Indian banks’ gross non-performing assets (NPAs) ratio may decline by another 0.4 percentage points to 2.4 percent by March 2025, with a further 0.2 percentage point drop anticipated in the following fiscal year, according to a report by rating agency Fitch.
Despite increasing stress in retail loans, particularly in unsecured credit, robust growth, recoveries, and write-offs are expected to offset the rise in non-performing loans, Fitch reported. The current lending stress is concentrated in smaller unsecured personal loans of less than $600.
Large Indian banks have proportionally lower exposure to such riskier loans compared to the overall financial system. These high-risk loans are primarily extended by Non-Banking Financial Companies (NBFCs) and fintech firms to low-income borrowers.
The Reserve Bank of India (RBI) anticipates the impaired-loan ratio will hit its lowest point in the Financial Year 2024-25 (FY25) before increasing to around 3 percent in FY26, from the 2.6 percent reported in the first half of FY25.

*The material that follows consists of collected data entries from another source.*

use std::collections::BTreeMap;

use diesel::{Insertable, Queryable, Selectable};
use serde_derive::{Deserialize, Serialize};

use crate::schema::{categories, questions};

/// A stored trivia question. Serializes to the shape clients see.
#[derive(Queryable, Selectable, Serialize, Deserialize, Debug, Clone, PartialEq, Eq)]
#[diesel(table_name = questions)]
pub struct Question {
    pub id: i32,
    pub question: String,
    pub answer: String,
    pub difficulty: i32,
    pub category: i32,
}

#[derive(Insertable, Deserialize, Debug, Clone, PartialEq, Eq)]
#[diesel(table_name = questions)]
pub struct NewQuestion {
    pub question: String,
    pub answer: String,
    pub category: i32,
    pub difficulty: i32,
}

#[derive(Queryable, Selectable, Serialize, Deserialize, Debug, Clone, PartialEq, Eq)]
#[diesel(table_name = categories)]
pub struct Category {
    pub id: i32,
    #[serde(rename = "type")]
    pub kind: String,
}

#[derive(Insertable, Debug)]
#[diesel(table_name = categories)]
pub struct NewCategory<'a> {
    pub kind: &'a str,
}

/// Category id to display label, ordered by id.
pub type CategoryMap = BTreeMap<i32, String>;

/// One page of questions together with everything a client needs to render it.
#[derive(Serialize, Debug, Clone, PartialEq, Eq)]
pub struct QuestionPage {
    pub success: bool,
    pub questions: Vec<Question>,
    pub total_questions: usize,
    pub categories: CategoryMap,
    pub current_category: Option<Category>,
}

#[derive(Serialize, Debug, Clone, PartialEq, Eq)]
pub struct CategoryList {
    pub categories: CategoryMap,
}

#[derive(Serialize, Debug, Clone, PartialEq, Eq)]
pub struct QuizQuestion {
    pub question: Option<Question>,
}

#[derive(Serialize, Debug, Clone, PartialEq, Eq)]
pub struct Deleted {
    pub success: bool,
}
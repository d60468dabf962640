use std::io;

use actix_web::{middleware::Logger, web::Data, App, HttpServer};
use log::{debug, info};
use trivia::{config::Config, routes, store};

#[actix_web::main]
async fn main() -> io::Result<()> {
    let config = Config::load().map_err(|e| io::Error::new(io::ErrorKind::InvalidInput, e))?;
    init_logger(&config)?;

    let pool = store::init(&config.database_url, config.pool_size, config.seed)
        .map_err(|e| io::Error::new(io::ErrorKind::Other, e))?;
    let pool = Data::new(pool);
    let static_dir = config.static_dir.clone();

    info!("Listening on {}", config.bind);
    HttpServer::new(move || {
        let app = App::new()
            .app_data(pool.clone())
            .wrap(routes::cors())
            .wrap(Logger::default())
            .configure(routes::configure);
        match &static_dir {
            Some(dir) => app.service(routes::frontend(dir)),
            None => app,
        }
    })
    .bind(&config.bind)?
    .run()
    .await
}

// Set up logging //
////////////////////

fn init_logger(config: &Config) -> io::Result<()> {
    use simplelog::{ColorChoice, CombinedLogger, TermLogger, TerminalMode};

    CombinedLogger::init(vec![TermLogger::new(
        config.log_level,
        simplelog::Config::default(),
        TerminalMode::Mixed,
        ColorChoice::Auto,
    )])
    .map_err(|e| io::Error::new(io::ErrorKind::Other, e))?;

    debug!("Logger successfully initialized");
    Ok(())
}
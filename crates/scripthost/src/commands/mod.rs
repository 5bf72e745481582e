//! CLI command implementations.

pub mod doctor;
pub mod serve;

Fitch’s report highlighted that the difference from its forecast partly reflects varying opinions on the timing and extent of risk crystallization, banks’ exposure at risk, loan growth, and India’s economic performance.
Unsecured personal loans and credit card borrowing grew at compound annual growth rates of 22 percent and 25 percent, respectively, over the three years leading to FY24. The growth pace slowed to 11 percent and 18 percent year-on-year in the first half of FY25, following an increase in risk weights attached to unsecured lending.
India’s household debt, at 42.9 percent of gross domestic product (GDP) as of June 2024, remains low compared to many emerging markets in Asia Pacific. However, stress in unsecured retail loans is rising, accounting for roughly 52 percent of new bad retail loans in the first half of FY25.
The report also noted that banks may have indirect exposure through funding to non-banks and fintechs, which are more exposed to low-income borrowers. These borrowers, or those without income disclosure, constitute slightly over one-third of the outstanding consumer credit in the financial system.